Les prélèvements personnels doivent rester cohérents avec les capacités financières de l’entreprise. Bâtir une politique de prélèvement permettra de respecter cette règle de bon sens. Cela consiste pour le pharmacien titulaire à déterminer, tous les mois, les possibilités contributives de son affaire en vue d’assurer son train de vie. Malgré les fluctuations souvent imprévisibles de l’activité d’une officine, « il faut en début d’exercice définir un niveau de prélèvement personnel mensuel et s’y tenir toute l’année », insiste Emmanuel Leroy, expert-comptable chez KPMG. Voici comment.

LE BON calcul

La méthode de calcul de prélèvements mensuels doit être simple et rapide à mettre en oeuvre. Il faut au préalable l’étayer par un budget prévisionnel d’exploitation simplifié qui reprend les éléments du dernier compte de résultat en les actualisant en fonction de ses décisions de gestion pour le nouvel exercice : embauche d’un nouveau salarié, investissements… A demander à son expert-comptable. « Notre travail consiste à calculer la performance commerciale de gestion [PCG] en retranchant de la marge commerciale les charges externes, les impôts et taxes et les frais de personnel », détaille Emmanuel Leroy.

Bon à savoir. C’est à partir de la PCG qu’il est possible de définir une rémunération cohérente. Pour cela, il faut d’abord retrancher de la PCG les charges sociales du ou des titulaires, les remboursements d’emprunt, et éventuellement l’impôt sur les sociétés (en cas de société à l’IS). En fonction de la somme restante, la rémunération mensuelle du titulaire peut alors être fixée. « Sa régularité permet au titulaire de conserver des revenus stables même les mois où la PCG est plus faible comme en août », assure Emmanuel Leroy.

LA BONNE gestion

Une fois soustrait de la PCG les charges, les emprunts, les impôts (en cas de société) et la rémunération du ou des titulaires, il doit rester un excédent. Cela signifie que les prélèvements personnels sont en adéquation avec l’excédent dégagé. Si, au contraire, il y a un déficit structurel de PCG, c’est qu’il y a trop de prélèvements personnels, trop d’emprunts à rembourser et/ou des frais de personnels trop élevés. Le souci peut aussi provenir d’un dérapage des frais généraux. A moins que le problème soit en rapport avec une insuffisance de marge liée, par exemple, à une mauvaise politique commerciale. Le titulaire doit dans ce cas prendre de nouvelles dispositions (baisser sa rémunération, renégocier ses frais bancaires, modifier sa politique de prix…).
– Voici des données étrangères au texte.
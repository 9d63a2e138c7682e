//! Per-stream debounce timers.
//!
//! The first dirty signal for a stream arms a one-shot timer; signals that
//! arrive while it is armed are absorbed. When the timer expires the stream
//! id is sent once on the fire channel and the timer disarms. The delay runs
//! from the first signal and is not extended by later ones.

use std::collections::HashMap;
use std::sync::atomic::{AtomicU64, Ordering};
use std::sync::{Arc, Mutex};
use std::time::Duration;

use tokio::runtime::Handle;
use tokio::sync::mpsc;
use tokio::task::JoinHandle;

use layersync_core::types::StreamId;

use crate::context::lock;

/// A timer task and the generation it was armed with.
#[derive(Debug)]
struct Timer {
    generation: u64,
    task: JoinHandle<()>,
}

type Timers = Arc<Mutex<HashMap<StreamId, Timer>>>;

#[derive(Debug, Clone)]
pub struct DebounceScheduler {
    delay: Duration,
    armed: Timers,
    generation: Arc<AtomicU64>,
    fire_tx: mpsc::UnboundedSender<StreamId>,
    runtime: Handle,
}

impl DebounceScheduler {
    /// Create a scheduler and the channel its expirations arrive on.
    ///
    /// Must be called from within a Tokio runtime; timers are spawned onto
    /// that runtime even when signals come from a foreign thread.
    pub fn new(delay: Duration) -> (Self, mpsc::UnboundedReceiver<StreamId>) {
        Self::with_handle(delay, Handle::current())
    }

    pub fn with_handle(delay: Duration, runtime: Handle) -> (Self, mpsc::UnboundedReceiver<StreamId>) {
        let (fire_tx, fire_rx) = mpsc::unbounded_channel();
        let scheduler = Self {
            delay,
            armed: Arc::new(Mutex::new(HashMap::new())),
            generation: Arc::new(AtomicU64::new(0)),
            fire_tx,
            runtime,
        };
        (scheduler, fire_rx)
    }

    pub fn delay(&self) -> Duration {
        self.delay
    }

    /// Raise a dirty signal. Returns `true` when this call armed the timer.
    pub fn signal(&self, stream_id: &StreamId) -> bool {
        let mut armed = lock(&self.armed);
        if armed.contains_key(stream_id) {
            return false;
        }

        let delay = self.delay;
        let generation = self.generation.fetch_add(1, Ordering::SeqCst);
        let stream = stream_id.clone();
        let timers = Arc::clone(&self.armed);
        let fire_tx = self.fire_tx.clone();
        let task = self.runtime.spawn(async move {
            tokio::time::sleep(delay).await;
            if !expire(&timers, &stream, generation) {
                tracing::debug!("debounce for {stream} was disarmed before it fired");
                return;
            }
            if fire_tx.send(stream).is_err() {
                tracing::debug!("debounce fired after the scheduler was dropped");
            }
        });
        armed.insert(stream_id.clone(), Timer { generation, task });
        true
    }

    /// Cancel a pending timer. Returns `true` when one was armed.
    pub fn disarm(&self, stream_id: &StreamId) -> bool {
        match lock(&self.armed).remove(stream_id) {
            Some(timer) => {
                timer.task.abort();
                true
            }
            None => false,
        }
    }

    pub fn is_armed(&self, stream_id: &StreamId) -> bool {
        lock(&self.armed).contains_key(stream_id)
    }
}

/// Drop the stream's timer entry if it still belongs to `generation`.
/// Returns `false` when the entry was disarmed or replaced meanwhile.
fn expire(timers: &Timers, stream: &StreamId, generation: u64) -> bool {
    let mut armed = lock(timers);
    match armed.get(stream) {
        Some(timer) if timer.generation == generation => {
            armed.remove(stream);
            true
        }
        _ => false,
    }
}

#[cfg(test)]
mod tests {
    use super::*;

    const DELAY: Duration = Duration::from_millis(2000);

    async fn settle() {
        for _ in 0..4 {
            tokio::task::yield_now().await;
        }
    }

    #[tokio::test(start_paused = true, flavor = "current_thread")]
    async fn burst_within_window_fires_once() {
        let (scheduler, mut fired) = DebounceScheduler::new(DELAY);
        let stream = StreamId::from("s1");

        assert!(scheduler.signal(&stream));
        settle().await;
        for _ in 0..9 {
            tokio::time::advance(Duration::from_millis(100)).await;
            assert!(!scheduler.signal(&stream));
        }
        tokio::time::advance(DELAY).await;
        settle().await;

        assert_eq!(fired.try_recv().unwrap(), stream);
        assert!(fired.try_recv().is_err());
        assert!(!scheduler.is_armed(&stream));
    }

    #[tokio::test(start_paused = true, flavor = "current_thread")]
    async fn signals_spaced_beyond_window_fire_each_time() {
        let (scheduler, mut fired) = DebounceScheduler::new(DELAY);
        let stream = StreamId::from("s1");

        for _ in 0..3 {
            scheduler.signal(&stream);
            settle().await;
            tokio::time::advance(DELAY + Duration::from_millis(10)).await;
            settle().await;
        }
        let mut count = 0;
        while fired.try_recv().is_ok() {
            count += 1;
        }
        assert_eq!(count, 3);
    }

    #[tokio::test(start_paused = true, flavor = "current_thread")]
    async fn deadline_is_not_pushed_out_by_later_signals() {
        let (scheduler, mut fired) = DebounceScheduler::new(DELAY);
        let stream = StreamId::from("s1");

        scheduler.signal(&stream);
        settle().await;
        tokio::time::advance(Duration::from_millis(1500)).await;
        scheduler.signal(&stream);
        tokio::time::advance(Duration::from_millis(600)).await;
        settle().await;
        assert!(fired.try_recv().is_ok());
    }

    #[tokio::test(start_paused = true, flavor = "current_thread")]
    async fn streams_have_independent_timers() {
        let (scheduler, mut fired) = DebounceScheduler::new(DELAY);
        assert!(scheduler.signal(&StreamId::from("a")));
        assert!(scheduler.signal(&StreamId::from("b")));
        settle().await;
        tokio::time::advance(DELAY).await;
        settle().await;

        let mut streams = vec![fired.try_recv().unwrap(), fired.try_recv().unwrap()];
        streams.sort();
        assert_eq!(streams, [StreamId::from("a"), StreamId::from("b")]);
    }

    #[tokio::test(start_paused = true, flavor = "current_thread")]
    async fn disarm_cancels_pending_timer() {
        let (scheduler, mut fired) = DebounceScheduler::new(DELAY);
        let stream = StreamId::from("s1");
        scheduler.signal(&stream);
        assert!(scheduler.disarm(&stream));
        tokio::time::advance(DELAY * 2).await;
        settle().await;
        assert!(fired.try_recv().is_err());
        assert!(!scheduler.disarm(&stream));
    }

    #[tokio::test(start_paused = true, flavor = "current_thread")]
    async fn stale_timer_leaves_the_rearmed_entry_alone() {
        let (scheduler, mut fired) = DebounceScheduler::new(DELAY);
        let stream = StreamId::from("s1");

        scheduler.signal(&stream);
        let stale = lock(&scheduler.armed)[&stream].generation;
        scheduler.disarm(&stream);
        assert!(scheduler.signal(&stream));

        // the disarmed task reaching its expiry must not evict the new timer
        assert!(!expire(&scheduler.armed, &stream, stale));
        assert!(scheduler.is_armed(&stream));
        assert!(!scheduler.signal(&stream));

        settle().await;
        tokio::time::advance(DELAY).await;
        settle().await;
        assert_eq!(fired.try_recv().unwrap(), stream);
        assert!(fired.try_recv().is_err());
        assert!(!scheduler.is_armed(&stream));
    }
}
A retenir. la fourchette correcte des prélèvements des titulaires doit représenter environ un tiers de la PCG. Une fois tous les prélèvements effectués, l’excédent de PCG devrait représenter près d’un quart de la PCG. Mais, selon les mois, l’excédent de PCG peut être plus faible, voire négatif sur un mois donné (insuffisance de PCG). L’important étant que sur 12 mois il reste un excédent. Dans le cas contraire, cela voudrait dire que les pharmaciens ont prélevé plus qu’ils ne pouvaient.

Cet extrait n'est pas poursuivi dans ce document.